Saturday 3:15 p.m.–3:45 p.m.
- Audience level:
- Python Core (language, stdlib, etc.)
The Python library uses descriptors frequently, but most developers overlook this feature. This talk will cover what a descriptor is, the current uses in the standard library, and how custom descriptors can be used in a developer’s toolset to eliminate repeated code.

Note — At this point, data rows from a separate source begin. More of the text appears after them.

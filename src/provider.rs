//! Interface lifecycle controller
//!
//! Create is strict: any failure aborts the resource. Delete is forgiving:
//! failures are logged and reported as a skipped teardown, never raised, so
//! destroying a larger graph is not blocked by an interface already removed
//! out of band.

use crate::backend::Backend;
use crate::command::CommandRunner;
use crate::error::{Error, Result};
use crate::interface::{InterfaceInstance, InterfaceSpec, InterfaceState};
use crate::platform::Platform;
use tracing::{info, warn};

/// Result of a best-effort delete
#[derive(Debug, Clone, PartialEq, Eq)]
pub enum DeleteOutcome {
    /// The teardown command succeeded
    Removed,
    /// Teardown failed or was not possible; the resource is still retired
    Skipped { reason: String },
}

/// Provider of local network interface resources
pub struct InterfaceProvider<R> {
    /// Host OS name, resolved to a platform on every call
    os: String,
    runner: R,
    rollback: bool,
}

impl<R: CommandRunner> InterfaceProvider<R> {
    /// Provider for the host this binary runs on
    pub fn new(runner: R) -> Self {
        Self::with_os(std::env::consts::OS, runner)
    }

    /// Provider for an explicit OS name
    pub fn with_os(os: impl Into<String>, runner: R) -> Self {
        Self {
            os: os.into(),
            runner,
            rollback: true,
        }
    }

    /// Undo applied steps when a create fails part way
    pub fn rollback(mut self, rollback: bool) -> Self {
        self.rollback = rollback;
        self
    }

    /// Bring an interface matching `spec` into existence
    ///
    /// Fails with [`Error::UnsupportedPlatform`] before touching the host when
    /// the OS has no backend; every other failure is wrapped in
    /// [`Error::InterfaceCreate`].
    pub fn create(&self, spec: &InterfaceSpec) -> Result<InterfaceState> {
        let platform = Platform::from_os(&self.os)?;
        let mut instance = InterfaceInstance::new(&spec.name);
        instance.create()?;

        let result = spec.validate().and_then(|()| {
            Backend::for_platform(platform).create(&self.runner, spec, self.rollback)
        });

        if let Err(e) = result {
            instance.fail()?;
            return Err(Error::InterfaceCreate {
                name: spec.name.clone(),
                source: Box::new(e),
            });
        }

        instance.created()?;
        info!(
            interface = %spec.name,
            platform = %platform,
            address = ?spec.address,
            state = ?instance.state(),
            "interface created"
        );

        Ok(InterfaceState::new(spec, platform))
    }

    /// Retire the interface identified by `id`
    ///
    /// Only `id` is used to locate the interface; `props` is the spec it was
    /// created from and is informational.
    pub fn delete(&self, id: &str, props: &InterfaceSpec) -> DeleteOutcome {
        match self.try_delete(id) {
            Ok(()) => {
                info!(interface = %id, address = ?props.address, "interface deleted");
                DeleteOutcome::Removed
            }
            Err(e) => {
                warn!(interface = %id, error = %e, "error while deleting interface");
                DeleteOutcome::Skipped {
                    reason: e.to_string(),
                }
            }
        }
    }

    fn try_delete(&self, id: &str) -> Result<()> {
        let platform = Platform::from_os(&self.os)?;
        let mut instance = InterfaceInstance::adopt(id)?;
        instance.delete()?;

        Backend::for_platform(platform).delete(&self.runner, id)?;
        instance.deleted()
    }
}

#[cfg(test)]
mod tests {
    use super::*;
    use crate::command::testing::RecordingRunner;
    use std::io;
    use std::sync::{Arc, Mutex};
    use tracing_subscriber::fmt::MakeWriter;

    /// Log sink for asserting on emitted events
    #[derive(Clone, Default)]
    struct CapturedLogs(Arc<Mutex<Vec<u8>>>);

    impl CapturedLogs {
        fn contents(&self) -> String {
            String::from_utf8_lossy(&self.0.lock().unwrap()).into_owned()
        }
    }

    impl io::Write for CapturedLogs {
        fn write(&mut self, buf: &[u8]) -> io::Result<usize> {
            self.0.lock().unwrap().extend_from_slice(buf);
            Ok(buf.len())
        }

        fn flush(&mut self) -> io::Result<()> {
            Ok(())
        }
    }

    impl<'a> MakeWriter<'a> for CapturedLogs {
        type Writer = CapturedLogs;

        fn make_writer(&'a self) -> Self::Writer {
            self.clone()
        }
    }

    /// Run `f` with logs at warn level and above captured
    fn with_captured_logs<T>(f: impl FnOnce() -> T) -> (T, String) {
        let logs = CapturedLogs::default();
        let subscriber = tracing_subscriber::fmt()
            .with_writer(logs.clone())
            .with_ansi(false)
            .with_max_level(tracing::Level::WARN)
            .finish();

        let result = tracing::subscriber::with_default(subscriber, f);
        (result, logs.contents())
    }

    #[test]
    fn test_unsupported_platform_runs_nothing() {
        let runner = RecordingRunner::new();
        let provider = InterfaceProvider::with_os("windows", &runner);

        let err = provider
            .create(&InterfaceSpec::new("test0").address("10.0.0.1/24"))
            .unwrap_err();

        assert!(matches!(err, Error::UnsupportedPlatform(ref os) if os == "windows"));
        assert!(runner.commands().is_empty());
    }

    #[test]
    fn test_create_linux_returns_state() {
        let runner = RecordingRunner::new();
        let provider = InterfaceProvider::with_os("linux", &runner);
        let spec = InterfaceSpec::new("test0").address("192.168.1.100/24");

        let state = provider.create(&spec).unwrap();

        assert_eq!(state.id, "test0");
        assert_eq!(state.name, "test0");
        assert_eq!(state.address.as_deref(), Some("192.168.1.100/24"));
        assert_eq!(state.platform, Platform::Linux);
        assert_eq!(runner.commands().len(), 3);
    }

    #[test]
    fn test_create_darwin_reports_platform() {
        let runner = RecordingRunner::new()
            .respond("ifconfig -a", "")
            .respond("ifconfig -a", "bridge0: flags=0 mtu 1500\n");
        let provider = InterfaceProvider::with_os("macos", &runner);

        let state = provider.create(&InterfaceSpec::new("test0")).unwrap();

        assert_eq!(state.platform, Platform::Darwin);
        assert_eq!(state.address, None);
    }

    #[test]
    fn test_create_failure_rolls_back() {
        let runner = RecordingRunner::new().fail("ip addr add", "Error: any valid prefix is expected");
        let provider = InterfaceProvider::with_os("linux", &runner);

        let err = provider
            .create(&InterfaceSpec::new("test0").address("10.0.0.1/24"))
            .unwrap_err();

        assert!(matches!(err, Error::InterfaceCreate { ref name, .. } if name == "test0"));
        assert!(matches!(err.root(), Error::CommandExecutionFailed { .. }));
        assert_eq!(
            runner.commands(),
            vec![
                "ip link add test0 type dummy",
                "ip link set test0 up",
                "ip addr add 10.0.0.1/24 dev test0",
                "ip link delete test0",
            ]
        );
    }

    #[test]
    fn test_create_failure_without_rollback() {
        let runner = RecordingRunner::new().fail("ip link set", "boom");
        let provider = InterfaceProvider::with_os("linux", &runner).rollback(false);

        assert!(provider.create(&InterfaceSpec::new("test0")).is_err());
        assert!(!runner.commands().iter().any(|c| c.contains("delete")));
    }

    #[test]
    fn test_invalid_spec_runs_nothing() {
        let runner = RecordingRunner::new();
        let provider = InterfaceProvider::with_os("linux", &runner);

        let err = provider
            .create(&InterfaceSpec::new("test0").address("10.0.0.1/99"))
            .unwrap_err();

        assert!(matches!(err.root(), Error::InvalidAddressFormat(_)));
        assert!(runner.commands().is_empty());
    }

    #[test]
    fn test_create_linux_accepts_ipv6() {
        let runner = RecordingRunner::new();
        let provider = InterfaceProvider::with_os("linux", &runner);

        let state = provider
            .create(&InterfaceSpec::new("test0").address("fd00::1/64"))
            .unwrap();

        assert_eq!(state.address.as_deref(), Some("fd00::1/64"));
        assert_eq!(
            runner.commands().last().map(String::as_str),
            Some("ip addr add fd00::1/64 dev test0")
        );
    }

    #[test]
    fn test_malformed_address_runs_nothing() {
        for os in ["linux", "darwin"] {
            let runner = RecordingRunner::new();
            let provider = InterfaceProvider::with_os(os, &runner);

            let err = provider
                .create(&InterfaceSpec::new("test0").address("not-an-ip/24"))
                .unwrap_err();

            assert!(matches!(err.root(), Error::InvalidAddressFormat(_)), "{}", os);
            assert!(runner.commands().is_empty(), "{}", os);
        }
    }

    #[test]
    fn test_create_darwin_rejects_ipv6_before_any_command() {
        let runner = RecordingRunner::new();
        let provider = InterfaceProvider::with_os("darwin", &runner);

        let err = provider
            .create(&InterfaceSpec::new("test0").address("fd00::1/64"))
            .unwrap_err();

        assert!(matches!(err, Error::InterfaceCreate { .. }));
        assert!(matches!(err.root(), Error::InvalidAddressFormat(_)));
        assert!(runner.commands().is_empty());
    }

    #[test]
    fn test_delete_linux() {
        let runner = RecordingRunner::new();
        let provider = InterfaceProvider::with_os("linux", &runner);

        let outcome = provider.delete("test0", &InterfaceSpec::new("test0"));

        assert_eq!(outcome, DeleteOutcome::Removed);
        assert_eq!(runner.commands(), vec!["ip link delete test0"]);
    }

    #[test]
    fn test_delete_darwin_destroys_bridge() {
        let runner = RecordingRunner::new();
        let provider = InterfaceProvider::with_os("darwin", &runner);

        provider.delete("test0", &InterfaceSpec::new("test0"));

        assert_eq!(runner.commands(), vec!["ifconfig test0 destroy"]);
    }

    #[test]
    fn test_delete_failure_is_swallowed() {
        let runner = RecordingRunner::new().fail("ip link delete", "Cannot find device \"test0\"");
        let provider = InterfaceProvider::with_os("linux", &runner);

        let (outcome, logs) =
            with_captured_logs(|| provider.delete("test0", &InterfaceSpec::new("test0")));

        match outcome {
            DeleteOutcome::Skipped { reason } => assert!(reason.contains("Cannot find device")),
            other => panic!("unexpected outcome: {:?}", other),
        }
        assert!(logs.contains("WARN"), "logs: {}", logs);
        assert!(logs.contains("error while deleting interface"), "logs: {}", logs);
        assert!(logs.contains("Cannot find device"), "logs: {}", logs);
    }

    #[test]
    fn test_successful_delete_logs_no_warning() {
        let runner = RecordingRunner::new();
        let provider = InterfaceProvider::with_os("linux", &runner);

        let (outcome, logs) =
            with_captured_logs(|| provider.delete("test0", &InterfaceSpec::new("test0")));

        assert_eq!(outcome, DeleteOutcome::Removed);
        assert!(logs.is_empty(), "logs: {}", logs);
    }

    #[test]
    fn test_delete_twice_is_idempotent() {
        let runner = RecordingRunner::new()
            .respond("ip link delete", "")
            .fail("ip link delete", "Cannot find device \"test0\"");
        let provider = InterfaceProvider::with_os("linux", &runner);
        let props = InterfaceSpec::new("test0");

        assert_eq!(provider.delete("test0", &props), DeleteOutcome::Removed);
        assert!(matches!(
            provider.delete("test0", &props),
            DeleteOutcome::Skipped { .. }
        ));
        assert_eq!(runner.commands().len(), 2);
    }

    #[test]
    fn test_delete_on_unsupported_platform_is_skipped() {
        let runner = RecordingRunner::new();
        let provider = InterfaceProvider::with_os("windows", &runner);

        assert!(matches!(
            provider.delete("test0", &InterfaceSpec::new("test0")),
            DeleteOutcome::Skipped { .. }
        ));
        assert!(runner.commands().is_empty());
    }
}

#### Introduction Python developers often seem apprehensive about descriptors. This talk aims to remove some of the fear surrounding writing custom descriptors. #### Definition A [descriptor](https://docs.python.org/3/howto/descriptor.html) is a class that allows the programmer to define how given attributes are accessed and modified on an object. They define one or more of the methods `__get__`, `__set__`, or `__del__`. This allows the user to specify how attributes are declared and used with a greater deal of precision than a standard attribute declaration on an object. #### Common Examples Some relatively common examples of descriptors used in Python include decorators such as `@property` and `@classmethod`, which serve as a shorthand for relatively simple descriptors. Database Object Relational Mappers (ORMs) that interface with Python, such as used with Django, often take advantage of descriptors to simplify the declaration of attributes and control the data types being stored, which would otherwise be tedious given Python’s duck typing. Ever get a read-only property error? This is often the side effect of a descriptor with a `__get__` method defined but no `__set__` method defined. #### Making your own custom descriptors to simplify code With descriptors, Python developers can have greater control of code with less repetition. It is important to avoid circular loops which can occur when getting or setting attributes within the `__get__` or` __set__` variables within Python. And in case anything goes wrong, the appropriate Exceptions should be used to ease use and allow for debugging.